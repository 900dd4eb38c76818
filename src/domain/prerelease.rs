//! Pre-release markers shared by the compact and dashed version forms
//!
//! The compact form spells markers `a`, `b` and `rc` directly after the patch
//! number (`1.0.0b2`). The dashed form spells them `alpha`, `beta` and `rc`
//! after a hyphen with a dotted iteration (`1.0.0-beta.2`).

use std::fmt;
use std::str::FromStr;

use crate::error::PrepareError;

/// Pre-release identifier type
#[derive(Debug, Clone, Copy, PartialEq, Eq)]
pub enum PreReleaseKind {
    Alpha,
    Beta,
    ReleaseCandidate,
}

impl PreReleaseKind {
    /// Marker as written in the compact form
    pub fn compact_marker(&self) -> &'static str {
        match self {
            PreReleaseKind::Alpha => "a",
            PreReleaseKind::Beta => "b",
            PreReleaseKind::ReleaseCandidate => "rc",
        }
    }

    /// Identifier as written in the dashed form
    pub fn dashed_identifier(&self) -> &'static str {
        match self {
            PreReleaseKind::Alpha => "alpha",
            PreReleaseKind::Beta => "beta",
            PreReleaseKind::ReleaseCandidate => "rc",
        }
    }
}

impl FromStr for PreReleaseKind {
    type Err = PrepareError;

    /// Accepts only the compact markers; case matters.
    fn from_str(s: &str) -> Result<Self, Self::Err> {
        match s {
            "a" => Ok(PreReleaseKind::Alpha),
            "b" => Ok(PreReleaseKind::Beta),
            "rc" => Ok(PreReleaseKind::ReleaseCandidate),
            other => Err(PrepareError::InvalidVersion(other.to_string())),
        }
    }
}

impl fmt::Display for PreReleaseKind {
    fn fmt(&self, f: &mut fmt::Formatter<'_>) -> fmt::Result {
        write!(f, "{}", self.dashed_identifier())
    }
}

/// Pre-release marker with its required iteration number
///
/// # Examples
/// - `a7` -> PreRelease { kind: Alpha, number: 7 }
/// - `rc1` -> PreRelease { kind: ReleaseCandidate, number: 1 }
#[derive(Debug, Clone, Copy, PartialEq, Eq)]
pub struct PreRelease {
    pub kind: PreReleaseKind,
    pub number: u64,
}

impl PreRelease {
    pub fn new(kind: PreReleaseKind, number: u64) -> Self {
        PreRelease { kind, number }
    }
}

impl fmt::Display for PreRelease {
    /// Renders the dashed suffix without the leading hyphen (`alpha.7`).
    fn fmt(&self, f: &mut fmt::Formatter<'_>) -> fmt::Result {
        write!(f, "{}.{}", self.kind.dashed_identifier(), self.number)
    }
}
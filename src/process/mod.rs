//! External command abstraction layer
//!
//! Every tool the release flow drives (`git`, `cargo`, `gh`) goes through the
//! [CommandRunner] trait. Implementations:
//!
//! - [system::SystemRunner]: spawns real processes in the repository root
//! - [mock::MockRunner]: records invocations and replays canned output
//!
//! The orchestrator only depends on the trait, so the whole release flow can
//! run in tests without touching a real remote.

pub mod mock;
pub mod system;

pub use mock::{Invocation, MockRunner};
pub use system::SystemRunner;

use crate::error::Result;

/// Blocking execution of external commands.
///
/// A non-zero exit status is always an error; nothing is retried.
pub trait CommandRunner {
    /// Run a command with inherited stdout and stderr.
    ///
    /// # Returns
    /// * `Ok(())` - The command exited with status 0
    /// * `Err` - The command could not be started or exited non-zero
    fn run(&self, program: &str, args: &[String]) -> Result<()>;

    /// Run a command and capture its standard output.
    ///
    /// On failure the captured stderr is carried in the error so it reaches
    /// the error stream.
    ///
    /// # Returns
    /// * `Ok(String)` - Trimmed stdout of a successful command
    /// * `Err` - The command could not be started or exited non-zero
    fn capture(&self, program: &str, args: &[String]) -> Result<String>;
}

/// Build an owned argument vector from string slices.
pub fn args<I, S>(items: I) -> Vec<String>
where
    I: IntoIterator<Item = S>,
    S: Into<String>,
{
    items.into_iter().map(Into::into).collect()
}

#[cfg(test)]
mod tests {
    use super::*;

    #[test]
    fn test_args_helper() {
        assert_eq!(args(["status", "--porcelain"]), vec!["status", "--porcelain"]);
        assert!(args(Vec::<String>::new()).is_empty());
    }
}
use serde::{Deserialize, Serialize};
use std::fs;
use std::path::{Path, PathBuf};

use crate::error::{PrepareError, Result};

/// Name of the per-repository configuration file
pub const CONFIG_FILE_NAME: &str = "prepare.toml";

/// Name of the user-level fallback file inside the config directory
pub const USER_CONFIG_FILE_NAME: &str = "prep-release.toml";

/// Complete configuration for prep-release.
///
/// Describes which files carry version numbers and how the branch, commit
/// and pull request are named. Every field has a default, so an empty file
/// or a partial table behaves like the built-in layout.
#[derive(Debug, Deserialize, Serialize, Clone, PartialEq, Default)]
pub struct Config {
    #[serde(default)]
    pub release: ReleaseConfig,

    #[serde(default)]
    pub root_manifest: RootManifestConfig,

    #[serde(default)]
    pub dependencies: DependenciesConfig,

    #[serde(default)]
    pub packaging: PackagingConfig,

    #[serde(default)]
    pub readme: ReadmeConfig,

    #[serde(default)]
    pub lock: LockConfig,
}

/// Naming templates for the release branch, commit and pull request.
///
/// `{version}` is replaced with the version exactly as given on the command line.
#[derive(Debug, Deserialize, Serialize, Clone, PartialEq)]
pub struct ReleaseConfig {
    #[serde(default = "default_branch")]
    pub branch: String,

    #[serde(default = "default_commit_message")]
    pub commit_message: String,

    #[serde(default = "default_pr_title")]
    pub pr_title: String,

    #[serde(default = "default_pr_body")]
    pub pr_body: String,

    #[serde(default = "default_remote")]
    pub remote: String,
}

fn default_branch() -> String {
    "prep-{version}".to_string()
}

fn default_commit_message() -> String {
    "prep-{version}".to_string()
}

fn default_pr_title() -> String {
    "prep-{version}".to_string()
}

fn default_pr_body() -> String {
    "Bumps version to {version}".to_string()
}

fn default_remote() -> String {
    "origin".to_string()
}

impl Default for ReleaseConfig {
    fn default() -> Self {
        ReleaseConfig {
            branch: default_branch(),
            commit_message: default_commit_message(),
            pr_title: default_pr_title(),
            pr_body: default_pr_body(),
            remote: default_remote(),
        }
    }
}

impl ReleaseConfig {
    pub fn branch_for(&self, version: &str) -> String {
        render_template(&self.branch, version)
    }

    pub fn commit_message_for(&self, version: &str) -> String {
        render_template(&self.commit_message, version)
    }

    pub fn pr_title_for(&self, version: &str) -> String {
        render_template(&self.pr_title, version)
    }

    pub fn pr_body_for(&self, version: &str) -> String {
        render_template(&self.pr_body, version)
    }
}

fn render_template(template: &str, version: &str) -> String {
    template.replace("{version}", version)
}

/// Workspace manifest whose `version = "..."` lives in one section.
#[derive(Debug, Deserialize, Serialize, Clone, PartialEq)]
pub struct RootManifestConfig {
    #[serde(default = "default_root_manifest_path")]
    pub path: PathBuf,

    #[serde(default = "default_root_manifest_section")]
    pub section: String,
}

fn default_root_manifest_path() -> PathBuf {
    PathBuf::from("Cargo.toml")
}

fn default_root_manifest_section() -> String {
    "workspace.package".to_string()
}

impl Default for RootManifestConfig {
    fn default() -> Self {
        RootManifestConfig {
            path: default_root_manifest_path(),
            section: default_root_manifest_section(),
        }
    }
}

/// Packaging descriptor; its version keeps the compact form.
#[derive(Debug, Deserialize, Serialize, Clone, PartialEq)]
pub struct PackagingConfig {
    #[serde(default = "default_packaging_path")]
    pub path: PathBuf,

    #[serde(default = "default_packaging_section")]
    pub section: String,
}

fn default_packaging_path() -> PathBuf {
    PathBuf::from("pyproject.toml")
}

fn default_packaging_section() -> String {
    "project".to_string()
}

impl Default for PackagingConfig {
    fn default() -> Self {
        PackagingConfig {
            path: default_packaging_path(),
            section: default_packaging_section(),
        }
    }
}

/// Subpackage manifests that pin internal crates by path and version.
#[derive(Debug, Deserialize, Serialize, Clone, PartialEq)]
pub struct DependenciesConfig {
    #[serde(default = "default_dependency_manifests")]
    pub manifests: Vec<PathBuf>,

    #[serde(default = "default_dependency_packages")]
    pub packages: Vec<String>,
}

fn default_dependency_manifests() -> Vec<PathBuf> {
    vec![
        PathBuf::from("crates/loq_cli/Cargo.toml"),
        PathBuf::from("crates/loq_fs/Cargo.toml"),
    ]
}

fn default_dependency_packages() -> Vec<String> {
    vec!["loq_core".to_string(), "loq_fs".to_string()]
}

impl Default for DependenciesConfig {
    fn default() -> Self {
        DependenciesConfig {
            manifests: default_dependency_manifests(),
            packages: default_dependency_packages(),
        }
    }
}

/// Documentation file with a pre-commit `rev:` pin.
#[derive(Debug, Deserialize, Serialize, Clone, PartialEq)]
pub struct ReadmeConfig {
    #[serde(default = "default_readme_path")]
    pub path: PathBuf,

    /// Text identifying the line that opens the repository entry
    #[serde(default = "default_readme_marker")]
    pub marker: String,

    /// How many lines after the marker may hold the `rev:` line
    #[serde(default = "default_readme_window")]
    pub window: usize,
}

fn default_readme_path() -> PathBuf {
    PathBuf::from("README.md")
}

fn default_readme_marker() -> String {
    "repo: https://github.com/jakekaplan/loq".to_string()
}

fn default_readme_window() -> usize {
    4
}

impl Default for ReadmeConfig {
    fn default() -> Self {
        ReadmeConfig {
            path: default_readme_path(),
            marker: default_readme_marker(),
            window: default_readme_window(),
        }
    }
}

/// Lock file refreshed with `cargo update -p ...` after the manifests change.
#[derive(Debug, Deserialize, Serialize, Clone, PartialEq)]
pub struct LockConfig {
    #[serde(default = "default_lock_path")]
    pub path: PathBuf,

    #[serde(default = "default_lock_packages")]
    pub packages: Vec<String>,
}

fn default_lock_path() -> PathBuf {
    PathBuf::from("Cargo.lock")
}

fn default_lock_packages() -> Vec<String> {
    vec![
        "loq_core".to_string(),
        "loq_fs".to_string(),
        "loq".to_string(),
    ]
}

impl Default for LockConfig {
    fn default() -> Self {
        LockConfig {
            path: default_lock_path(),
            packages: default_lock_packages(),
        }
    }
}

impl Config {
    /// Files staged for the release commit, in commit order.
    pub fn target_files(&self) -> Vec<PathBuf> {
        let mut files = vec![self.root_manifest.path.clone(), self.lock.path.clone()];
        files.extend(self.dependencies.manifests.iter().cloned());
        files.push(self.packaging.path.clone());
        files.push(self.readme.path.clone());
        files
    }
}

/// Loads configuration from file or returns defaults.
///
/// Attempts to load configuration in the following order:
/// 1. Custom path provided as parameter
/// 2. `prepare.toml` in the repository root
/// 3. `prep-release.toml` in the user config directory
/// 4. Default configuration if no file found
///
/// # Returns
/// * `Ok(Config)` - Loaded or default configuration
/// * `Err` - If a file exists but cannot be read or parsed
pub fn load_config(config_path: Option<&Path>, root: &Path) -> Result<Config> {
    let path = if let Some(path) = config_path {
        path.to_path_buf()
    } else if root.join(CONFIG_FILE_NAME).exists() {
        root.join(CONFIG_FILE_NAME)
    } else if let Some(user_path) = dirs::config_dir()
        .map(|dir| dir.join(USER_CONFIG_FILE_NAME))
        .filter(|p| p.exists())
    {
        user_path
    } else {
        return Ok(Config::default());
    };

    let config_str = fs::read_to_string(&path).map_err(|e| PrepareError::file(&path, e))?;

    toml::from_str(&config_str).map_err(|e| {
        PrepareError::config(format!("{}: {}", path.display(), first_line(e.message())))
    })
}

fn first_line(message: &str) -> &str {
    message.lines().next().unwrap_or("").trim()
}
use crate::error::{PrepareError, Result};
use crate::process::CommandRunner;
use std::path::{Path, PathBuf};
use std::process::{Command, Stdio};

/// Runs commands as child processes with the repository root as working directory
pub struct SystemRunner {
    root: PathBuf,
}

impl SystemRunner {
    pub fn new<P: AsRef<Path>>(root: P) -> Self {
        SystemRunner {
            root: root.as_ref().to_path_buf(),
        }
    }

    pub fn root(&self) -> &Path {
        &self.root
    }

    fn command(&self, program: &str, args: &[String]) -> Command {
        let mut cmd = Command::new(program);
        cmd.args(args).current_dir(&self.root);
        cmd
    }
}

impl CommandRunner for SystemRunner {
    fn run(&self, program: &str, args: &[String]) -> Result<()> {
        let status = self
            .command(program, args)
            .stdin(Stdio::null())
            .status()
            .map_err(|e| PrepareError::command(program, args, None, &e.to_string()))?;

        if !status.success() {
            return Err(PrepareError::command(program, args, status.code(), ""));
        }

        Ok(())
    }

    fn capture(&self, program: &str, args: &[String]) -> Result<String> {
        let output = self
            .command(program, args)
            .stdin(Stdio::null())
            .output()
            .map_err(|e| PrepareError::command(program, args, None, &e.to_string()))?;

        if !output.status.success() {
            let stderr = String::from_utf8_lossy(&output.stderr);
            return Err(PrepareError::command(
                program,
                args,
                output.status.code(),
                &stderr,
            ));
        }

        Ok(String::from_utf8_lossy(&output.stdout).trim().to_string())
    }
}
****************
> Activity
If a line in the material holds "iteration", copy it.

> Expected answer
//! after a hyphen with a dotted iteration (`1.0.0-beta.2`).
/// Pre-release marker with its required iteration number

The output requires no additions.